Crianças vão ocupar o lugar
Uma foto que, nos dias de hoje, não espanta ninguém. Afinal, o corpo feminino (adulto) exposto na mídia virou coisa banal. Como rende belas fotos e ilustrações, e como as modelos são adultas, conscientes e remuneradas, ficam todos felizes. O perigo é que a idade das modelos foi diminuindo e, hoje, meninas de 12 anos, que nas fotos parecem adultas, tornaram as modelos de 20 e poucos anos ultrapassadas. Não demora muito e o lugar delas vai ser tomado por meninas cada vez mais jovens e cada vez mais erotizadas.

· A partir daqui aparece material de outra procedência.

impl Default for ZipLimits {
    fn default() -> Self {
        Self {
            max_file_read_size: 64 * 1024 * 1024,
            max_mimetype_size: 1024,
            strict: false,
            max_eocd_scan: MAX_EOCD_SCAN,
        }
    }
}

impl ZipLimits {
    /// Create explicit ZIP limits.
    pub fn new(max_file_read_size: usize, max_mimetype_size: usize) -> Self {
        Self {
            max_file_read_size,
            max_mimetype_size,
            ..Self::default()
        }
    }

    /// Enable or disable strict ZIP parsing behavior.
    pub fn with_strict(mut self, strict: bool) -> Self {
        self.strict = strict;
        self
    }

    /// Set a cap for EOCD tail scan bytes.
    pub fn with_max_eocd_scan(mut self, max_eocd_scan: usize) -> Self {
        self.max_eocd_scan = max_eocd_scan.max(EOCD_MIN_SIZE);
        self
    }
}

/// Local file header signature (little-endian)
pub const SIG_LOCAL_FILE_HEADER: u32 = 0x04034b50;
/// Central directory entry signature (little-endian)
const SIG_CD_ENTRY: u32 = 0x02014b50;
/// End of central directory signature (little-endian)
const SIG_EOCD: u32 = 0x06054b50;
/// ZIP64 end of central directory locator signature (little-endian)
const SIG_ZIP64_EOCD_LOCATOR: u32 = 0x07064b50;
/// Minimum EOCD record size in bytes
const EOCD_MIN_SIZE: usize = 22;
/// Maximum EOCD search window (EOCD + max comment length)
const MAX_EOCD_SCAN: usize = EOCD_MIN_SIZE + u16::MAX as usize;

/// Stored (uncompressed) entry
pub const METHOD_STORED: u16 = 0;
/// DEFLATE-compressed entry
pub const METHOD_DEFLATED: u16 = 8;

/// General-purpose flag bit 0: entry data is encrypted at the zip level
const FLAG_ENCRYPTED: u16 = 0x0001;

const SCRATCH_LEN: usize = 8 * 1024;

pub use crate::error::ZipError;

#[derive(Clone, Copy, Debug)]
struct EocdInfo {
    cd_offset: u64,
    cd_size: u32,
    num_entries: u16,
    uses_zip64: bool,
}

/// MS-DOS date/time pair as stored in zip headers.
#[derive(Clone, Copy, Debug, Default, PartialEq, Eq, PartialOrd, Ord)]
pub struct DosDateTime {
    /// Packed date: bits 9-15 year since 1980, 5-8 month, 0-4 day.
    pub date: u16,
    /// Packed time: bits 11-15 hour, 5-10 minute, 0-4 seconds / 2.
    pub time: u16,
}

impl DosDateTime {
    /// Pack calendar fields. Years before 1980 clamp to 1980.
    pub fn from_parts(year: u16, month: u8, day: u8, hour: u8, minute: u8, second: u8) -> Self {
        let year = year.clamp(1980, 1980 + 127) - 1980;
        Self {
            date: (year << 9) | (u16::from(month & 0x0F) << 5) | u16::from(day & 0x1F),
            time: (u16::from(hour & 0x1F) << 11)
                | (u16::from(minute & 0x3F) << 5)
                | u16::from((second / 2) & 0x1F),
        }
    }

    /// Calendar year.
    pub fn year(&self) -> u16 {
        1980 + (self.date >> 9)
    }

    /// Month, 1-12.
    pub fn month(&self) -> u8 {
        ((self.date >> 5) & 0x0F) as u8
    }

    /// Day of month, 1-31.
    pub fn day(&self) -> u8 {
        (self.date & 0x1F) as u8
    }

    /// Hour, 0-23.
    pub fn hour(&self) -> u8 {
        (self.time >> 11) as u8
    }

    /// Minute, 0-59.
    pub fn minute(&self) -> u8 {
        ((self.time >> 5) & 0x3F) as u8
    }

    /// Seconds, even values only.
    pub fn second(&self) -> u8 {
        ((self.time & 0x1F) * 2) as u8
    }
}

Não seria o caso de, nesse Dia Internacional da Mulher, usar o espaço destinado à história do feminismo para discutir o que está acontecendo hoje com as mulheres? No perfil do jornal O Estado de S.Paulo, Rose Marie Muraro, "a patrona do feminismo brasileiro", ganhou poucas linhas para falar de sua luta atual: o fim da violência doméstica de que são vítimas as mulheres rurais. E para dizer que, felizmente, hoje a violência contra mulheres é crime inafiançável. Ela teria muito mais a dizer se a imprensa tivesse interesse em discutir a causa feminina em profundidade.

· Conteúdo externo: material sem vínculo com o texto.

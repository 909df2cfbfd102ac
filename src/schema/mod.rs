//! Schema validator contract and predicate-driven chain selection.
//!
//! A [`SchemaTable`] is an ordered list of `(predicate, validators)` rules.
//! Selecting a chain for a context walks the rules in order, appends the
//! validators of every matching rule, and skips validators already in the
//! chain (by identity), so the same context always yields the same chain.

mod content;
mod navigation;
mod ocf;
mod overlay;
mod package;

use std::sync::Arc;

use crate::context::{EpubVersion, PublicationType, ValidationContext, ValidationProfile};
use crate::media;
use crate::report::{Location, ValidationDiagnostic, ValidationSeverity};
use crate::xml::XmlDocument;

pub use content::{DictSchema, EdupubSchema, IdxSchema, OpsSchema, SvgSchema, XhtmlSchema};
pub use navigation::NavSchema;
pub use ocf::ContainerSchema;
pub use overlay::{NcxSchema, SearchKeyMapSchema, SmilSchema};
pub use package::{Package20Schema, Package30Schema, PackageSchema};

/// Path of the OCF container document.
pub const CONTAINER_XML: &str = "META-INF/container.xml";

/// One schema rule violation.
#[derive(Clone, Debug, PartialEq, Eq)]
pub struct Violation {
    /// Diagnostic code.
    pub code: &'static str,
    /// Severity.
    pub severity: ValidationSeverity,
    /// Position in the validated document.
    pub location: Option<Location>,
    /// Description.
    pub message: String,
}

impl Violation {
    /// Convert into a diagnostic (path filled in by the caller's buffer).
    pub fn into_diagnostic(self) -> ValidationDiagnostic {
        ValidationDiagnostic::new(self.code, self.severity, self.message).at(self.location)
    }
}

/// A grammar or rule set run over a parsed document.
pub trait SchemaValidator: Send + Sync {
    /// Stable identifier, used in logs and chain inspection.
    fn id(&self) -> &'static str;

    /// Check `doc` and return every violation found.
    fn validate(&self, doc: &XmlDocument) -> Vec<Violation>;
}

/// Violation accumulator shared by the built-in validators.
pub(crate) struct Findings {
    code: &'static str,
    violations: Vec<Violation>,
}

impl Findings {
    pub(crate) fn new(code: &'static str) -> Self {
        Self {
            code,
            violations: Vec::new(),
        }
    }

    pub(crate) fn error(&mut self, location: Location, message: impl Into<String>) {
        self.push(self.code, ValidationSeverity::Error, location, message);
    }

    pub(crate) fn warning(&mut self, location: Location, message: impl Into<String>) {
        self.push(self.code, ValidationSeverity::Warning, location, message);
    }

    pub(crate) fn push(
        &mut self,
        code: &'static str,
        severity: ValidationSeverity,
        location: Location,
        message: impl Into<String>,
    ) {
        self.violations.push(Violation {
            code,
            severity,
            location: Some(location),
            message: message.into(),
        });
    }

    pub(crate) fn finish(self) -> Vec<Violation> {
        self.violations
    }
}

/// Condition over a validation context.
#[derive(Clone, Debug, PartialEq, Eq)]
pub enum Predicate {
    /// Always true.
    Always,
    /// Resource media type equals the value.
    MediaType(String),
    /// Publication version equals the value.
    Version(EpubVersion),
    /// Run profile equals the value.
    Profile(ValidationProfile),
    /// Publication declares the type.
    HasPubType(PublicationType),
    /// Resource manifest item declares the property.
    HasProperty(String),
    /// Resource path equals the value.
    Path(String),
    /// All hold.
    And(Vec<Predicate>),
    /// Any holds.
    Or(Vec<Predicate>),
    /// Negation.
    Not(Box<Predicate>),
}

impl Predicate {
    /// `mimetype(x)`
    pub fn media_type(media_type: &str) -> Self {
        Predicate::MediaType(media_type.to_string())
    }

    /// `version(v)`
    pub fn version(version: EpubVersion) -> Self {
        Predicate::Version(version)
    }

    /// `profile(p)`
    pub fn profile(profile: ValidationProfile) -> Self {
        Predicate::Profile(profile)
    }

    /// `hasPubType(t)`
    pub fn has_pub_type(pub_type: PublicationType) -> Self {
        Predicate::HasPubType(pub_type)
    }

    /// `hasProp(p)`
    pub fn has_property(property: &str) -> Self {
        Predicate::HasProperty(property.to_string())
    }

    /// Resource path equality.
    pub fn path(path: &str) -> Self {
        Predicate::Path(path.to_string())
    }

    /// Conjunction with `other`.
    pub fn and(self, other: Predicate) -> Self {
        match self {
            Predicate::And(mut all) => {
                all.push(other);
                Predicate::And(all)
            }
            first => Predicate::And(vec![first, other]),
        }
    }

    /// Disjunction with `other`.
    pub fn or(self, other: Predicate) -> Self {
        match self {
            Predicate::Or(mut any) => {
                any.push(other);
                Predicate::Or(any)
            }
            first => Predicate::Or(vec![first, other]),
        }
    }

    /// Evaluate against `ctx`.
    pub fn matches(&self, ctx: &ValidationContext) -> bool {
        match self {
            Predicate::Always => true,
            Predicate::MediaType(value) => media::essence(ctx.media_type()) == value,
            Predicate::Version(value) => ctx.version() == *value,
            Predicate::Profile(value) => ctx.profile() == *value,
            Predicate::HasPubType(value) => ctx.has_pub_type(*value),
            Predicate::HasProperty(value) => ctx.has_property(value),
            Predicate::Path(value) => ctx.path() == value,
            Predicate::And(all) => all.iter().all(|p| p.matches(ctx)),
            Predicate::Or(any) => any.iter().any(|p| p.matches(ctx)),
            Predicate::Not(inner) => !inner.matches(ctx),
        }
    }
}

impl std::ops::Not for Predicate {
    type Output = Predicate;

    fn not(self) -> Predicate {
        Predicate::Not(Box::new(self))
    }
}

/// One `(predicate, validators)` row.
#[derive(Clone)]
pub struct SchemaRule {
    predicate: Predicate,
    validators: Vec<Arc<dyn SchemaValidator>>,
}

impl SchemaRule {
    /// Build a rule.
    pub fn new(predicate: Predicate, validators: Vec<Arc<dyn SchemaValidator>>) -> Self {
        Self {
            predicate,
            validators,
        }
    }

    /// Rule condition.
    pub fn predicate(&self) -> &Predicate {
        &self.predicate
    }
}

/// Ordered validators selected for one resource.
#[derive(Clone, Default)]
pub struct ValidatorChain {
    validators: Vec<Arc<dyn SchemaValidator>>,
}

impl ValidatorChain {
    fn push_unique(&mut self, validator: &Arc<dyn SchemaValidator>) {
        if !self.validators.iter().any(|v| Arc::ptr_eq(v, validator)) {
            self.validators.push(Arc::clone(validator));
        }
    }

    /// Validators in run order.
    pub fn iter(&self) -> impl Iterator<Item = &Arc<dyn SchemaValidator>> {
        self.validators.iter()
    }

    /// Validator identifiers in run order.
    pub fn ids(&self) -> impl Iterator<Item = &'static str> + '_ {
        self.validators.iter().map(|v| v.id())
    }

    /// Number of validators.
    pub fn len(&self) -> usize {
        self.validators.len()
    }

    /// Whether no rule matched.
    pub fn is_empty(&self) -> bool {
        self.validators.is_empty()
    }
}

/// Rule table owned by a validation run.
#[derive(Clone, Default)]
pub struct SchemaTable {
    rules: Vec<SchemaRule>,
}

impl SchemaTable {
    /// Table from explicit rules, evaluated in the given order.
    pub fn new(rules: Vec<SchemaRule>) -> Self {
        Self { rules }
    }

    /// Rules in evaluation order.
    pub fn rules(&self) -> &[SchemaRule] {
        &self.rules
    }

    /// Select the chain for `ctx`.
    pub fn select(&self, ctx: &ValidationContext) -> ValidatorChain {
        let mut chain = ValidatorChain::default();
        for rule in self.rules.iter().filter(|r| r.predicate.matches(ctx)) {
            for validator in &rule.validators {
                chain.push_unique(validator);
            }
        }
        chain
    }

    /// The built-in rule table.
    pub fn standard() -> Self {
        use EpubVersion::{V2, V3};

        let container: Arc<dyn SchemaValidator> = Arc::new(ContainerSchema);
        let package: Arc<dyn SchemaValidator> = Arc::new(PackageSchema);
        let package30: Arc<dyn SchemaValidator> = Arc::new(Package30Schema);
        let package20: Arc<dyn SchemaValidator> = Arc::new(Package20Schema);
        let xhtml: Arc<dyn SchemaValidator> = Arc::new(XhtmlSchema);
        let ops: Arc<dyn SchemaValidator> = Arc::new(OpsSchema);
        let nav: Arc<dyn SchemaValidator> = Arc::new(NavSchema);
        let svg: Arc<dyn SchemaValidator> = Arc::new(SvgSchema);
        let edupub: Arc<dyn SchemaValidator> = Arc::new(EdupubSchema);
        let dict: Arc<dyn SchemaValidator> = Arc::new(DictSchema);
        let idx: Arc<dyn SchemaValidator> = Arc::new(IdxSchema);
        let ncx: Arc<dyn SchemaValidator> = Arc::new(NcxSchema);
        let smil: Arc<dyn SchemaValidator> = Arc::new(SmilSchema);
        let search_key_map: Arc<dyn SchemaValidator> = Arc::new(SearchKeyMapSchema);

        let is_xhtml = || Predicate::media_type(media::XHTML);
        let is_opf = || Predicate::media_type(media::OPF);
        let wants = |profile, pub_type| {
            Predicate::profile(profile).or(Predicate::has_pub_type(pub_type))
        };

        Self::new(vec![
            SchemaRule::new(Predicate::path(CONTAINER_XML), vec![container]),
            SchemaRule::new(is_opf(), vec![package]),
            SchemaRule::new(is_opf().and(Predicate::version(V3)), vec![package30]),
            SchemaRule::new(is_opf().and(Predicate::version(V2)), vec![package20]),
            SchemaRule::new(is_xhtml().and(Predicate::version(V3)), vec![xhtml.clone()]),
            SchemaRule::new(
                is_xhtml()
                    .and(Predicate::version(V3))
                    .and(Predicate::has_property("nav")),
                vec![xhtml.clone(), nav],
            ),
            SchemaRule::new(
                is_xhtml().and(Predicate::version(V2)),
                vec![xhtml.clone(), ops],
            ),
            SchemaRule::new(Predicate::media_type(media::SVG), vec![svg]),
            SchemaRule::new(
                is_xhtml()
                    .and(Predicate::version(V3))
                    .and(wants(ValidationProfile::Edupub, PublicationType::Edupub)),
                vec![xhtml.clone(), edupub],
            ),
            SchemaRule::new(
                is_xhtml()
                    .and(Predicate::version(V3))
                    .and(wants(ValidationProfile::Dictionary, PublicationType::Dictionary)),
                vec![xhtml.clone(), dict],
            ),
            SchemaRule::new(
                is_xhtml().and(Predicate::version(V3)).and(
                    wants(ValidationProfile::Index, PublicationType::Index)
                        .or(Predicate::has_property("index")),
                ),
                vec![xhtml, idx],
            ),
            SchemaRule::new(Predicate::media_type(media::NCX), vec![ncx]),
            SchemaRule::new(Predicate::media_type(media::SMIL), vec![smil]),
            SchemaRule::new(
                Predicate::media_type(media::SEARCH_KEY_MAP),
                vec![search_key_map],
            ),
        ])
    }
}

#[cfg(test)]
mod tests {
    use super::*;
    use crate::context::tests::memory_context;

    fn chain_ids(ctx: &ValidationContext) -> Vec<&'static str> {
        SchemaTable::standard().select(ctx).ids().collect()
    }

    #[test]
    fn test_nav_document_chain() {
        let (root, _) = memory_context(&[], "EPUB/package.opf", media::OPF, EpubVersion::V3);
        let nav = root.for_resource("EPUB/nav.xhtml", media::XHTML, ["nav"]);
        assert_eq!(chain_ids(&nav), vec!["xhtml", "nav"]);
    }

    #[test]
    fn test_chain_is_duplicate_free_and_ordered() {
        let (root, _) = memory_context(&[], "EPUB/package.opf", media::OPF, EpubVersion::V3);
        let root = root.with_pub_types([PublicationType::Dictionary, PublicationType::Edupub]);
        let doc = root.for_resource("EPUB/c1.xhtml", media::XHTML, ["nav", "index"]);
        let ids = chain_ids(&doc);
        assert_eq!(ids, vec!["xhtml", "nav", "edupub", "dict", "idx"]);

        let again = chain_ids(&doc);
        assert_eq!(ids, again);
    }

    #[test]
    fn test_version_specific_chains() {
        let (v2, _) = memory_context(&[], "OEBPS/content.opf", media::OPF, EpubVersion::V2);
        assert_eq!(chain_ids(&v2), vec!["opf", "opf20"]);
        let chapter = v2.for_resource("OEBPS/c1.xhtml", media::XHTML, Vec::<String>::new());
        assert_eq!(chain_ids(&chapter), vec!["xhtml", "ops"]);

        let (v3, _) = memory_context(&[], "EPUB/package.opf", media::OPF, EpubVersion::V3);
        assert_eq!(chain_ids(&v3), vec!["opf", "opf30"]);
    }

    #[test]
    fn test_container_and_unknown_types() {
        let (root, _) = memory_context(&[], CONTAINER_XML, media::XML, EpubVersion::V3);
        assert_eq!(chain_ids(&root), vec!["container"]);
        let css = root.for_resource("EPUB/style.css", media::CSS, Vec::<String>::new());
        assert!(SchemaTable::standard().select(&css).is_empty());
    }

    #[test]
    fn test_predicate_combinators() {
        let (ctx, _) = memory_context(&[], "EPUB/c1.xhtml", media::XHTML, EpubVersion::V3);
        let p = Predicate::media_type(media::XHTML).and(!Predicate::version(EpubVersion::V2));
        assert!(p.matches(&ctx));
        let q = Predicate::media_type(media::CSS).or(Predicate::path("EPUB/c1.xhtml"));
        assert!(q.matches(&ctx));
        assert!(!(!Predicate::Always).matches(&ctx));
    }

    #[test]
    fn test_custom_table_dedupes_by_identity() {
        let shared: Arc<dyn SchemaValidator> = Arc::new(XhtmlSchema);
        let other: Arc<dyn SchemaValidator> = Arc::new(XhtmlSchema);
        let table = SchemaTable::new(vec![
            SchemaRule::new(Predicate::Always, vec![shared.clone()]),
            SchemaRule::new(Predicate::Always, vec![shared, other]),
        ]);
        let (ctx, _) = memory_context(&[], "EPUB/c1.xhtml", media::XHTML, EpubVersion::V3);
        assert_eq!(table.select(&ctx).len(), 2);
    }
}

Seria interessante descobrir como as feministas vêem a exposição feminina na mídia nos dias correntes. Porque uma coisa é certa: não foi para transformar as mulheres em objeto de consumo que o movimento feminista lutou pela igualdade feminina. Menos ainda para ter a imagem feminina tratada da forma como é vista na mídia atual. E, se nada for feito, em muito pouco tempo serão as crianças que vão ocupar esse nada honroso lugar na mídia."
Um comentário:
Parabéns Alisson, é esse tipo de discussão à cerca do posicionamento da mulher e de seus interesses sociais e jurídicos que devem ser travados na atualidade. Chega de lembrar dos movimentos iniciais de luta do feminismo, com lendas urbanas de mulheres queimando sutiãs(o que nunca foi provado, realmente!).É preciso atentar para a maior arma da mulher na atualidade, o conhecimento de seus direitos como cidadã brasileira.Inibindo, assim, ofensas e agressões masculinas de todas as espécies, sejam advindas da própria família, dos meios de comunicação ou do mercado de trabalho.
A mudança de foco e quebra de paradigma trarão a real igualdade de direitos.
E só a partir desse momento teremos motivos suficientes para comemorar!